Patterns & Insights

Leveraging Diversity for Innovation

by | Jun 16, 2018 | culture, innovation, leadership

In my experiences, whether intervening as a consultant or being asked to lead an initiative as an employee, I have learned the value of being open minded on sources of new, creative and innovative solutions. My experience and basic common sense suggests that often to understand an issue or opportunity, it is best to view it and analyze it from a variety of perspectives.  In pursuing my hobby as an amateur photographer, I find the element of perspective a fascinating source of potential for creating beautiful and unique photography!

I often write about the importance of an active effort to establish diversity amongst the leadership team and have referred to research in Stall Points, an excellent book that explores research on why some companies seem to get stuck.  As obvious as this benefit of engaging diverse perspectives seems, however, it is astounding how often leaders do not tap this source or resist the recommendations of diversifying the team tasked with recommending solutions, developing strategies, or mitigating obstacles.  As a consultant, I have often seen example after example where a lack of diversity (experience, perspectives, genders, age, culture) is a hinderance for an organization – particularly when the customers they seek to attract are unlike them.  It seems so obvious but is so often not obvious to business founders or owners until you point it out to them.  I have found myself suggesting more than once, ‘You say your target customer looks like, thinks like, evaluates like, and considers from this perspective, but no one on your team has ever walked a day in their shoes!’

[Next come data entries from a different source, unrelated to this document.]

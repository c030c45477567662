//! Trailing-edge debouncer
//!
//! Collapses a burst of triggers into one run of the action, started once a
//! full window has passed without another trigger.

use std::future::Future;
use std::time::Duration;
use tokio::sync::mpsc;
use tokio::task::JoinHandle;
use tokio::time::{sleep, Instant};

pub struct Debouncer {
    trigger: mpsc::UnboundedSender<()>,
    task: JoinHandle<()>,
}

impl Debouncer {
    /// Spawn the timer task; it lives until the debouncer is dropped
    pub fn spawn<F, Fut>(window: Duration, mut action: F) -> Self
    where
        F: FnMut() -> Fut + Send + 'static,
        Fut: Future<Output = ()> + Send + 'static,
    {
        let (trigger, mut triggers) = mpsc::unbounded_channel::<()>();

        let task = tokio::spawn(async move {
            while triggers.recv().await.is_some() {
                let deadline = sleep(window);
                tokio::pin!(deadline);

                loop {
                    tokio::select! {
                        next = triggers.recv() => match next {
                            Some(()) => deadline.as_mut().reset(Instant::now() + window),
                            None => return,
                        },
                        () = &mut deadline => break,
                    }
                }

                action().await;
            }
        });

        Self { trigger, task }
    }

    /// Restart the window
    pub fn trigger(&self) {
        // Only fails once the task is gone, i.e. during teardown
        let _ = self.trigger.send(());
    }
}

impl Drop for Debouncer {
    fn drop(&mut self) {
        self.task.abort();
    }
}

#[cfg(test)]
mod tests {
    use super::*;
    use std::sync::{Arc, Mutex};

    fn recording_debouncer(window_ms: u64) -> (Debouncer, Arc<Mutex<Vec<Instant>>>) {
        let fired = Arc::new(Mutex::new(Vec::new()));
        let log = fired.clone();
        let debouncer = Debouncer::spawn(Duration::from_millis(window_ms), move || {
            let log = log.clone();
            async move {
                log.lock().unwrap().push(Instant::now());
            }
        });
        (debouncer, fired)
    }

    #[tokio::test(start_paused = true)]
    async fn test_burst_fires_once_after_last_trigger() {
        let start = Instant::now();
        let (debouncer, fired) = recording_debouncer(200);

        debouncer.trigger();
        sleep(Duration::from_millis(50)).await;
        debouncer.trigger();
        sleep(Duration::from_millis(70)).await;
        debouncer.trigger();

        sleep(Duration::from_millis(190)).await;
        assert!(fired.lock().unwrap().is_empty());

        sleep(Duration::from_millis(20)).await;
        {
            let fired = fired.lock().unwrap();
            assert_eq!(fired.len(), 1);
            assert!(fired[0] - start >= Duration::from_millis(320));
        }

        sleep(Duration::from_secs(2)).await;
        assert_eq!(fired.lock().unwrap().len(), 1);
    }

    #[tokio::test(start_paused = true)]
    async fn test_separate_bursts_fire_separately() {
        let (debouncer, fired) = recording_debouncer(200);

        debouncer.trigger();
        sleep(Duration::from_millis(300)).await;
        debouncer.trigger();
        sleep(Duration::from_millis(300)).await;

        assert_eq!(fired.lock().unwrap().len(), 2);
    }

    #[tokio::test(start_paused = true)]
    async fn test_drop_cancels_pending_run() {
        let (debouncer, fired) = recording_debouncer(200);

        debouncer.trigger();
        sleep(Duration::from_millis(100)).await;
        drop(debouncer);
        sleep(Duration::from_millis(500)).await;

        assert!(fired.lock().unwrap().is_empty());
    }
}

Human nature plays a role as people generally like to gather and surround themselves with like minded folks – when everyone around you thinks like you do it makes you feel better and stronger, it boosts your ego, and just generally feels more “comfortable.”  However, ask really successful leaders what are the elements of their success and in many cases they attribute some part of their success to a vigilance to seek alternative and diverse perspectives – they often mention having a key individual on their team that serves to question and challenge the status quo as critical.  When an organization begins to “look too much alike” (in the abstract or the concrete) it may be a sign that a blind spot is growing in the organization.

In The Medici Effect, by Frans Johansson, Johansson explores the concept of  “Innovation at the Intersection,” and draws parallels to a time in history – the Italian Renaissance, where the Medici family funded and attracted a host of painters, sculptors, poets, scientists, philosophers, architects, and financiers to the beautiful Florence, Italy.  These disciplines met in public meeting places, debated, discussed, argued, agreed and disagreed on a wide variety of topics – but in the end they learned from one another and drew inspiration for innovations across many fields.

In concept it should be straightforward, tap resources with diverse backgrounds, experience, ethnicity, gender, or expertise to tackle your next strategy project.  Resist the urge to call together the same group you always call for recommendations – the group that may have started looking too much like you. Include an engineer in a marketing/sales focused project, include a finance person with a diverse experience perspective from another industry, or embrace other individuals with experience from other industries!  The smart and creative energy they infuse in your opportunity can prove to be very insightful and differentiating for your company in the marketplace! Can you share examples when collaboration across diverse disciplines ignited innovation for your efforts?